When Victor Gruen invented the mall, it’s explained that he envisioned them being small metropolitans allowing people to commune and live. They became tax shelters and giant symbols of American consumerism until finally suffering slow deaths in the aughts. “Jasper Mall” is a somber and engaging tale of one of the last dying mega malls in America that is suffering a slow, painful death and is resuscitated, ironically, by the loyalty of its patrons and the sense of community that’s attracted to what was once a pantheon of consumerism.
Directors Bradford Thomason & Brett Whitcomb takes a long for a year in the life of a dying shopping mall in Jasper Alabama, as well as its patrons, and its tenants. With nostalgia for retro shopping malls at an all-time high, the film peels back the curtain to show the reality of the American mall and the individuals at the center of a rapidly changing culture. “Jasper Mall” watches like a movie from Jim Jarmusch, at times, as it meditates on the culture of consumerism and the bygone era of the mall.
Directors Thomason and Brett Whitcomb paint the picture vividly with long, still takes of the Jasper Mall, noticeably void of customers and regular patrons. As well, they feature a small variety of characters that roam the Jasper Mall. They brush past empty blocks of space that were once bustling shopping areas, as well as looks at what’s become an oddly attractive small little community that’s grown to love the vacant arena of skeletons that were once big chain stores. The biggest draw of “Jasper Mall” is Mike, the Mall’s resident janitor/security guard/manager/caretaker who walks around the Mall like a caretaker of a cemetery and archive.
He takes us on a grand tour of the mall, giving us insight in to past businesses, what the mall used to bring in terms of customers and what it attracts now. He has a special that makes his job very important, as he’s basically reserved himself to allowing the mall to serve as a bastion of safety and comfort to the elderly and homeless. The latter is never made any more apparent as Mike discusses how he opens the store before dawn to allow the homeless to seek warmth from the cold. Meanwhile the directors cut to a small group of elderly men that set up a dominoes game in the middle of the mall for literal hours. “Jasper Mall” switches perspectives consistently, following various characters around the mall as they realize it’s time to move on, experience new relationships, and just realize that the mall is no longer a draw for actual shoppers now with the specter of online shopping and automation lingering over everyone.
Some of the segments feel like padding including the carnival sequence a moment of conversation between two salon workers.

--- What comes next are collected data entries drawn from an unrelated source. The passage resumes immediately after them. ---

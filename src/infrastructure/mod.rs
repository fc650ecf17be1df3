//! Infrastructure Layer
//!
//! Concrete implementations of domain ports.
//! This layer handles all I/O operations.
//!
//! ## Structure
//!
//! - `storage/` - StorageDriver implementations (Local, Memory, Retrying)
//! - `fs/` - Atomic writes, archives and cross-process locks
//! - `cache` - On-disk layout of the local asset cache

pub mod cache;
pub mod fs;
pub mod storage;

pub use cache::LocalCache;
pub use storage::{LocalStorageDriver, MemoryStorageDriver, RetryPolicy, RetryingDriver};
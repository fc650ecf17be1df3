//! Configuration module for assetkit
//!
//! Resolution order:
//! 1. Environment variables (ASSETKIT_*)
//! 2. Explicit `--config` file, else `./assetkit.toml`, else
//!    `<user config dir>/assetkit/config.toml`
//! 3. Built-in defaults
//!
//! There is no global configuration: the resolved [`AssetsConfig`] is handed
//! to the constructors that need it.

mod loader;
#[cfg(test)]
mod tests;
mod types;

pub use loader::{
    apply_env_overrides, load_from, load_or_default, load_with_warnings, ConfigError,
    ConfigWarning, PROJECT_CONFIG_FILE,
};
pub use types::{
    default_assets_dir, AssetsConfig, RemoteConfig, RetryConfig, StorageConfig,
    DEFAULT_PREFIX, DEFAULT_TIMEOUT_S, DEFAULT_VERSIONING,
};
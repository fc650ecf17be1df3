#![no_main]

use libfuzzer_sys::fuzz_target;

fuzz_target!(|data: &[u8]| {
    // Remote meta objects are untrusted input
    if let Ok(meta) = assetkit::AssetMeta::from_json(data) {
        let json = meta.to_json().unwrap();
        assert_eq!(assetkit::AssetMeta::from_json(&json).unwrap(), meta);
    }
});
//! Asset specification parser
//!
//! Callers reference assets with strings such as:
//!
//! ```text
//! vocab                      latest version of `vocab`
//! docs/vocab:1               latest 1.x of `docs/vocab`
//! docs/vocab:1.2             exactly 1.2
//! models/bert:1.0[config/tokenizer.json]
//!                            a file inside a directory asset
//! ```
//!
//! Grammar: `segment(/segment)*(:version)?(\[subpath\])?`. The version token is
//! interpreted by the active versioning system.

use std::fmt;

use crate::domain::versioning::VersioningSystem;
use crate::error::{AssetError, AssetResult};

use super::VersionQuery;

/// A parsed asset reference
#[derive(Debug, Clone, PartialEq, Eq)]
pub struct AssetSpecification {
    category_path: Vec<String>,
    name: String,
    version_query: VersionQuery,
    subpath: Option<String>,
}

impl AssetSpecification {
    /// Parse `spec`, letting `versioning` interpret the version token
    pub fn parse(spec: &str, versioning: &dyn VersioningSystem) -> AssetResult<Self> {
        let raw = tokenize(spec)?;

        let mut segments = Vec::new();
        for segment in raw.name.split('/') {
            if !is_name_segment(segment) {
                let offending = if segment.is_empty() { raw.name } else { segment };
                return Err(malformed(
                    spec,
                    offending,
                    "name segments use [a-z0-9._-] and start and end with a letter or digit",
                ));
            }
            segments.push(segment.to_string());
        }

        let subpath = match raw.subpath {
            Some(subpath) => Some(parse_subpath(spec, subpath)?),
            None => None,
        };

        let version_query = versioning.parse_query(raw.version)?;

        let name = segments.pop().unwrap_or_default();
        Ok(Self {
            category_path: segments,
            name,
            version_query,
            subpath,
        })
    }

    /// Segments before the leaf name (`["docs"]` for `docs/vocab`)
    pub fn category_path(&self) -> &[String] {
        &self.category_path
    }

    /// Leaf name (`vocab` for `docs/vocab`)
    pub fn name(&self) -> &str {
        &self.name
    }

    /// Full logical name used as the remote key (`docs/vocab`)
    pub fn asset_name(&self) -> String {
        let mut parts: Vec<&str> = self.category_path.iter().map(String::as_str).collect();
        parts.push(&self.name);
        parts.join("/")
    }

    pub fn version_query(&self) -> &VersionQuery {
        &self.version_query
    }

    pub fn subpath(&self) -> Option<&str> {
        self.subpath.as_deref()
    }

    /// Subpath split into path segments
    pub fn subpath_segments(&self) -> Vec<&str> {
        self.subpath
            .as_deref()
            .map(|s| s.split('/').collect())
            .unwrap_or_default()
    }
}

impl fmt::Display for AssetSpecification {
    fn fmt(&self, f: &mut fmt::Formatter<'_>) -> fmt::Result {
        write!(f, "{}", self.asset_name())?;
        match &self.version_query {
            VersionQuery::Unspecified => {}
            other => write!(f, ":{}", other)?,
        }
        if let Some(subpath) = &self.subpath {
            write!(f, "[{}]", subpath)?;
        }
        Ok(())
    }
}

struct RawSpec<'a> {
    name: &'a str,
    version: Option<&'a str>,
    subpath: Option<&'a str>,
}

/// Split `spec` into name, version and subpath without validating them
fn tokenize(spec: &str) -> AssetResult<RawSpec<'_>> {
    if spec.is_empty() {
        return Err(malformed(spec, spec, "empty specification"));
    }

    let (head, subpath) = match spec.find('[') {
        Some(open) => {
            let rest = &spec[open..];
            if !rest.ends_with(']') || rest.len() < 2 {
                return Err(malformed(spec, rest, "sub-path must be enclosed in [...]"));
            }
            let inner = &rest[1..rest.len() - 1];
            if inner.contains('[') || inner.contains(']') {
                return Err(malformed(spec, rest, "unbalanced brackets in sub-path"));
            }
            (&spec[..open], Some(inner))
        }
        None => {
            if let Some(close) = spec.find(']') {
                return Err(malformed(spec, &spec[close..], "unexpected ']'"));
            }
            (spec, None)
        }
    };

    let (name, version) = match head.split_once(':') {
        Some((name, version)) => {
            if version.is_empty() {
                return Err(malformed(spec, ":", "missing version after ':'"));
            }
            if version.contains(':') {
                return Err(malformed(spec, version, "more than one ':'"));
            }
            (name, Some(version))
        }
        None => (head, None),
    };

    if name.is_empty() {
        return Err(malformed(spec, head, "missing asset name"));
    }

    Ok(RawSpec {
        name,
        version,
        subpath,
    })
}

fn parse_subpath(spec: &str, subpath: &str) -> AssetResult<String> {
    let trimmed = subpath.strip_prefix('/').unwrap_or(subpath);
    if trimmed.is_empty() {
        return Err(malformed(spec, "[]", "empty sub-path"));
    }
    for segment in trimmed.split('/') {
        let valid = !segment.is_empty()
            && segment != "."
            && segment != ".."
            && segment
                .chars()
                .all(|c| c.is_ascii_alphanumeric() || matches!(c, '-' | '_' | '.'));
        if !valid {
            let offending = if segment.is_empty() { subpath } else { segment };
            return Err(malformed(spec, offending, "invalid sub-path segment"));
        }
    }
    Ok(trimmed.to_string())
}

fn is_name_segment(segment: &str) -> bool {
    let bytes = segment.as_bytes();
    let edge_ok = |b: &u8| b.is_ascii_lowercase() || b.is_ascii_digit();
    match (bytes.first(), bytes.last()) {
        (Some(first), Some(last)) => {
            edge_ok(first)
                && edge_ok(last)
                && bytes
                    .iter()
                    .all(|b| edge_ok(b) || matches!(b, b'-' | b'_' | b'.'))
        }
        _ => false,
    }
}

fn malformed(spec: &str, offending: &str, reason: &str) -> AssetError {
    AssetError::MalformedSpecification {
        spec: spec.to_string(),
        offending: offending.to_string(),
        reason: reason.to_string(),
    }
}
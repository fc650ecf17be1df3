//! Assets manager
//!
//! Turns an asset specification into a local path. With a remote store the
//! asset is mirrored into the local cache (see `infrastructure::cache` for the
//! layout); without one it is looked up in the assets directory:
//!
//! ```text
//! <assets_dir>/<category>/<name>/<version>
//! ```

use std::fs;
use std::path::{Path, PathBuf};
use std::sync::Arc;
use std::time::{Duration, Instant};

use serde::Serialize;
use tracing::{debug, info, info_span};

use crate::domain::entities::AssetMeta;
use crate::domain::value_objects::{AssetSpecification, Version};
use crate::domain::versioning::VersioningSystem;
use crate::error::{AssetError, AssetResult};
use crate::infrastructure::cache::LocalCache;
use crate::infrastructure::fs::{path_size, FileLock, LockError};

use super::remote_store::{RemoteAssetsStore, RemoteObjects};

/// Everything known about a fetched asset
#[derive(Debug, Clone, Serialize)]
pub struct FetchedAsset {
    /// Requested path: the asset itself, or the sub-path inside it
    pub path: PathBuf,
    /// Asset root, equal to `path` when no sub-path was requested
    pub base_asset_path: PathBuf,
    pub name: String,
    /// `None` for unversioned local assets
    pub version: Option<Version>,
    /// Served without downloading
    pub from_cache: bool,
    #[serde(skip_serializing_if = "Option::is_none")]
    pub meta: Option<AssetMeta>,
    #[serde(skip_serializing_if = "Option::is_none")]
    pub remote: Option<RemoteObjects>,
}

/// Knobs for `fetch_asset_with`
#[derive(Debug, Clone, Copy, Default, PartialEq, Eq)]
pub struct FetchOptions {
    /// Download again even when the cache entry is valid
    pub force_download: bool,
}

#[derive(Debug)]
struct RemoteBackend {
    store: RemoteAssetsStore,
    cache: LocalCache,
    timeout: Duration,
}

#[derive(Debug)]
pub struct AssetsManager {
    assets_dir: PathBuf,
    versioning: Arc<dyn VersioningSystem>,
    remote: Option<RemoteBackend>,
}

impl AssetsManager {
    /// Manager reading assets from `assets_dir` only
    pub fn local(assets_dir: impl Into<PathBuf>, versioning: Arc<dyn VersioningSystem>) -> Self {
        Self {
            assets_dir: assets_dir.into(),
            versioning,
            remote: None,
        }
    }

    /// Manager mirroring `store` into a cache rooted at `cache_dir`.
    ///
    /// `timeout` bounds the wait for another process populating the same entry.
    pub fn with_remote(
        cache_dir: impl Into<PathBuf>,
        store: RemoteAssetsStore,
        timeout: Duration,
    ) -> Self {
        let assets_dir = cache_dir.into();
        let cache = LocalCache::new(&assets_dir, store.prefix());
        Self {
            versioning: store.versioning().clone(),
            assets_dir,
            remote: Some(RemoteBackend {
                store,
                cache,
                timeout,
            }),
        }
    }

    pub fn assets_dir(&self) -> &Path {
        &self.assets_dir
    }

    pub fn versioning(&self) -> &Arc<dyn VersioningSystem> {
        &self.versioning
    }

    pub fn remote_store(&self) -> Option<&RemoteAssetsStore> {
        self.remote.as_ref().map(|r| &r.store)
    }

    pub fn parse(&self, spec: &str) -> AssetResult<AssetSpecification> {
        AssetSpecification::parse(spec, self.versioning.as_ref())
    }

    /// Local path of the asset `spec` designates, fetching it if needed
    pub fn fetch_asset(&self, spec: &str) -> AssetResult<PathBuf> {
        Ok(self.fetch_asset_info(spec)?.path)
    }

    /// Like [`fetch_asset`](Self::fetch_asset), with version, meta and origin
    pub fn fetch_asset_info(&self, spec: &str) -> AssetResult<FetchedAsset> {
        self.fetch_asset_with(spec, &FetchOptions::default())
    }

    /// Fetch with explicit options, e.g. forcing a fresh download
    pub fn fetch_asset_with(
        &self,
        spec: &str,
        options: &FetchOptions,
    ) -> AssetResult<FetchedAsset> {
        let spec = self.parse(spec)?;
        self.fetch(&spec, options)
    }

    pub fn fetch(
        &self,
        spec: &AssetSpecification,
        options: &FetchOptions,
    ) -> AssetResult<FetchedAsset> {
        let name = spec.asset_name();
        let _span = info_span!("fetch", name = %name, query = %spec.version_query()).entered();

        let fetched = match &self.remote {
            Some(remote) => self.fetch_remote(remote, &name, spec, options)?,
            None => {
                if options.force_download {
                    debug!("no remote store, forced download ignored");
                }
                self.fetch_local(&name, spec)?
            }
        };
        with_subpath(fetched, spec)
    }

    fn fetch_local(&self, name: &str, spec: &AssetSpecification) -> AssetResult<FetchedAsset> {
        let base = name
            .split('/')
            .fold(self.assets_dir.clone(), |p, s| p.join(s));

        let mut available: Vec<Version> = match fs::read_dir(&base) {
            Ok(entries) => entries
                .filter_map(Result::ok)
                .filter(|e| e.file_type().is_ok_and(|t| t.is_dir()))
                .filter_map(|e| e.file_name().to_str().map(str::to_string))
                .filter(|token| self.versioning.is_valid(token))
                .map(Version::new)
                .collect(),
            Err(_) => Vec::new(),
        };
        self.versioning.sort_versions(&mut available);

        if let Some(version) = self
            .versioning
            .latest_matching(&available, spec.version_query())
        {
            let path = base.join(version.as_str());
            debug!(path = %path.display(), version = %version, "using local asset version");
            return Ok(FetchedAsset {
                base_asset_path: path.clone(),
                path,
                name: name.to_string(),
                version: Some(version),
                from_cache: true,
                meta: None,
                remote: None,
            });
        }

        if available.is_empty() && spec.version_query().is_unspecified() && base.exists() {
            debug!(path = %base.display(), "using unversioned local asset");
            return Ok(FetchedAsset {
                base_asset_path: base.clone(),
                path: base,
                name: name.to_string(),
                version: None,
                from_cache: true,
                meta: None,
                remote: None,
            });
        }

        Err(AssetError::AssetNotFoundLocally {
            name: name.to_string(),
            query: spec.version_query().to_string(),
            available: available.iter().map(Version::to_string).collect(),
        })
    }

    fn fetch_remote(
        &self,
        remote: &RemoteBackend,
        name: &str,
        spec: &AssetSpecification,
        options: &FetchOptions,
    ) -> AssetResult<FetchedAsset> {
        let RemoteBackend {
            store,
            cache,
            timeout,
        } = remote;

        let version = store.resolve(name, spec.version_query())?;
        let meta = store.fetch_meta(name, &version)?;

        let force = options.force_download;
        let from_cache = if !force && cache.is_valid(name, &version, &meta) {
            debug!(version = %version, "cache hit");
            true
        } else {
            let lock_path = cache.lock_path(name, &version);
            let _lock = FileLock::acquire(&lock_path, *timeout).map_err(|err| match err {
                LockError::Timeout { timeout, .. } => AssetError::AssetLockTimeout {
                    name: name.to_string(),
                    version: version.to_string(),
                    timeout,
                },
                LockError::Io { path, source } => AssetError::Lock { path, source },
            })?;

            // Someone else may have populated the entry while we waited
            if !force && cache.is_valid(name, &version, &meta) {
                debug!(version = %version, "cache populated by another fetch");
                true
            } else {
                self.populate(store, cache, name, &version, &meta)?;
                false
            }
        };

        Ok(FetchedAsset {
            path: cache.entry_path(name, &version),
            base_asset_path: cache.entry_path(name, &version),
            name: name.to_string(),
            remote: Some(store.remote_objects(name, &version)),
            version: Some(version),
            from_cache,
            meta: Some(meta),
        })
    }

    /// Download into the temporary target, then promote it. Caller holds the lock.
    fn populate(
        &self,
        store: &RemoteAssetsStore,
        cache: &LocalCache,
        name: &str,
        version: &Version,
        meta: &AssetMeta,
    ) -> AssetResult<()> {
        info!(version = %version, is_directory = meta.is_directory(), "downloading asset");
        let started = Instant::now();

        let tmp = cache.prepare_download(name, version)?;
        let result = store
            .fetch_blob(name, version, meta, &tmp)
            .and_then(|transferred| {
                let entry = cache.promote(name, version, meta)?;
                Ok((transferred, entry))
            });

        match result {
            Ok((transferred, entry)) => {
                info!(
                    version = %version,
                    size_bytes = path_size(&entry).unwrap_or(transferred),
                    transferred_bytes = transferred,
                    time_seconds = started.elapsed().as_secs_f64(),
                    "downloaded asset"
                );
                Ok(())
            }
            Err(err) => {
                cache.discard_download(name, version);
                Err(err)
            }
        }
    }
}

fn with_subpath(mut fetched: FetchedAsset, spec: &AssetSpecification) -> AssetResult<FetchedAsset> {
    let Some(subpath) = spec.subpath() else {
        return Ok(fetched);
    };
    let path = spec
        .subpath_segments()
        .into_iter()
        .fold(fetched.base_asset_path.clone(), |p, s| p.join(s));
    if !path.exists() {
        return Err(AssetError::AssetSubpathNotFound {
            name: fetched.name,
            subpath: subpath.to_string(),
            path,
        });
    }
    fetched.path = path;
    Ok(fetched)
}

However, there are some striking moments that keep the film from suffering, including the sad sequence of hold outs like a jewelry repairman and florist finally admitted defeat, and Mike giving us a tour of a huge, empty, dark stadium that once housed a “K-Mart.” It’s a shame that a once prominent culture is dead, but what’s even sadder is that large open voids are now desolate fulfilling zero purpose as America has yet to figure out how to move on and give new definition to places that promote human connection and interaction.
The Slamdance Film Festival runs every year from January 25th to January 31st.